Chinese regulators, increasingly concerned about the way e-payment platforms manage user deposits and introduce fresh payment methods, recently imposed a series of curbs that will hurt the companies’ revenue streams and curtail their rapid pace of expansion. This marks a sharp reversal from several years ago, when authorities took a back seat and let Tencent and Ant Financial disrupt the country’s entire payment industry, so their better services and higher interest rates could serve hundreds of millions of underbanked people and help push for reforms in China’s static traditional banking system.

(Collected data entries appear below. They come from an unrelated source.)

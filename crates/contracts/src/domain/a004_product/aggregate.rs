use crate::domain::a001_category::Category;
use crate::domain::a002_model::Model;
use crate::shared::validation::ValidationRules;
use serde::{Deserialize, Deserializer, Serialize};
use serde_json::Value;

// ============================================================================
// References
// ============================================================================

/// Category of a product: a populated record or just its name.
#[derive(Debug, Clone, PartialEq, Eq, Serialize, Deserialize)]
#[serde(untagged)]
pub enum CategoryRef {
    Record(Category),
    Name(String),
}

impl CategoryRef {
    pub fn name(&self) -> &str {
        match self {
            Self::Record(c) => &c.category_name,
            Self::Name(n) => n,
        }
    }
}

/// Model of a product: a populated record or just its name.
#[derive(Debug, Clone, PartialEq, Eq, Serialize, Deserialize)]
#[serde(untagged)]
pub enum ModelRef {
    Record(Model),
    Name(String),
}

impl ModelRef {
    pub fn name(&self) -> &str {
        match self {
            Self::Record(m) => &m.model_name,
            Self::Name(n) => n,
        }
    }
}

// ============================================================================
// Aggregate
// ============================================================================

/// Catalogue product
#[derive(Debug, Clone, PartialEq, Serialize, Deserialize)]
pub struct Product {
    #[serde(rename = "_id")]
    pub id: String,

    #[serde(rename = "productName")]
    pub product_name: String,

    // Prices travel as strings but older records hold numbers
    #[serde(rename = "productPrice", default, deserialize_with = "string_or_number")]
    pub product_price: String,

    #[serde(
        rename = "productDiscountPrice",
        default,
        deserialize_with = "string_or_number"
    )]
    pub product_discount_price: String,

    #[serde(rename = "productImage", default)]
    pub product_image: String,

    #[serde(
        rename = "productCategory",
        alias = "categoryName",
        default,
        skip_serializing_if = "Option::is_none"
    )]
    pub category: Option<CategoryRef>,

    #[serde(
        rename = "productModel",
        alias = "modelName",
        default,
        skip_serializing_if = "Option::is_none"
    )]
    pub model: Option<ModelRef>,
}

impl Product {
    pub fn category_name(&self) -> &str {
        self.category.as_ref().map(CategoryRef::name).unwrap_or("")
    }

    pub fn model_name(&self) -> &str {
        self.model.as_ref().map(ModelRef::name).unwrap_or("")
    }

    pub fn discount_price(&self) -> Option<f64> {
        self.product_discount_price.trim().parse::<f64>().ok()
    }

    /// Products with a positive discount price get the "Sale" badge.
    pub fn is_on_sale(&self) -> bool {
        self.discount_price().map(|p| p > 0.0).unwrap_or(false)
    }
}

fn string_or_number<'de, D>(deserializer: D) -> Result<String, D::Error>
where
    D: Deserializer<'de>,
{
    match Value::deserialize(deserializer)? {
        Value::String(s) => Ok(s),
        Value::Number(n) => Ok(n.to_string()),
        Value::Null => Ok(String::new()),
        other => Err(serde::de::Error::custom(format!(
            "expected price as string or number, got {}",
            other
        ))),
    }
}

/// Multipart field names of the add/update product endpoints
pub mod fields {
    pub const PRODUCT_NAME: &str = "productName";
    pub const PRODUCT_PRICE: &str = "productPrice";
    pub const PRODUCT_DISCOUNT_PRICE: &str = "productDiscountPrice";
    pub const CATEGORY_NAME: &str = "categoryName";
    pub const MODEL_NAME: &str = "modelName";
    pub const PRODUCT_IMAGE: &str = "productImage";
}

pub const NAME_RULES: ValidationRules = ValidationRules::required();
pub const PRICE_RULES: ValidationRules = ValidationRules::required();
pub const DISCOUNT_PRICE_RULES: ValidationRules = ValidationRules::none();
pub const CATEGORY_RULES: ValidationRules = ValidationRules::required();
pub const MODEL_RULES: ValidationRules = ValidationRules::none();
/// An edit keeps the stored image unless a new file is picked
pub const IMAGE_RULES: ValidationRules = ValidationRules::required_on_create();
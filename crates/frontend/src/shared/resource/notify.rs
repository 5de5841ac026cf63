//! User-facing notifications raised by resource controllers.

#[derive(Debug, Clone, Copy, PartialEq, Eq)]
pub enum NotificationLevel {
    Success,
    Error,
}

#[derive(Debug, Clone, PartialEq, Eq)]
pub struct Notification {
    pub level: NotificationLevel,
    pub message: String,
}

impl Notification {
    pub fn success(message: impl Into<String>) -> Self {
        Self {
            level: NotificationLevel::Success,
            message: message.into(),
        }
    }

    pub fn error(message: impl Into<String>) -> Self {
        Self {
            level: NotificationLevel::Error,
            message: message.into(),
        }
    }
}

/// Sink for notifications (toaster in the browser, recorder in tests)
pub trait Notifier {
    fn notify(&self, notification: Notification);
}
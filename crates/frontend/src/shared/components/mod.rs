pub mod confirm_dialog;
pub mod image_input;
pub mod page_header;
pub mod pagination_controls;
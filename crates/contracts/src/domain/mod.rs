pub mod a001_category;
pub mod a002_model;
pub mod a003_hero;
pub mod a004_product;
use crate::shared::resource::{FieldBag, Resource, ResourceKind};
use contracts::domain::a002_model::aggregate::{fields, MODEL_NAME_RULES};
use contracts::domain::a002_model::Model;
use contracts::shared::validation::FormMode;

#[derive(Debug, Clone, Default, PartialEq, Eq)]
pub struct ModelDraft {
    pub name: String,
}

impl Resource for Model {
    type Draft = ModelDraft;

    const KIND: ResourceKind = ResourceKind::Model;
    const LABEL: &'static str = "Model";
    const COLLECTION_LABEL: &'static str = "models";

    fn id(&self) -> &str {
        self.key()
    }

    fn to_draft(&self) -> ModelDraft {
        ModelDraft {
            name: self.model_name.clone(),
        }
    }

    fn validate(draft: &ModelDraft, mode: FormMode) -> Result<(), String> {
        MODEL_NAME_RULES.validate_string(&draft.name, "Model name", mode)
    }

    fn to_payload(draft: &ModelDraft) -> FieldBag {
        FieldBag::json().text(fields::MODEL_NAME, draft.name.trim())
    }

    fn settle(draft: &ModelDraft, _id: Option<&str>) -> Option<Self> {
        Some(Model::new(draft.name.trim()))
    }
}

#[cfg(test)]
mod tests {
    use super::*;

    #[test]
    fn test_model_payload() {
        let draft = ModelDraft {
            name: "Air Max ".into(),
        };
        assert!(Model::validate(&draft, FormMode::Create).is_ok());
        assert_eq!(
            Model::to_payload(&draft).get_text("modelName"),
            Some("Air Max")
        );
        assert!(Model::validate(&ModelDraft::default(), FormMode::Create).is_err());
    }
}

Now that digital wallets like Ant Financial’s Alipay and Tencent’s Ten Pay have become near ubiquitous in the country, where the market for mobile payment reached $5.5 trillion as people use them to pay for clothes, groceries, taxi fares and utility bills, the government wants to bring oversight up to speed by regulating them exactly like banks, said Oliver Rui, a professor of finance at the China Europe International Business School in Shanghai (CEIBS).

Photo courtesy of Kārlis Dambrāns.

Source: Forbes (link opens in a new window)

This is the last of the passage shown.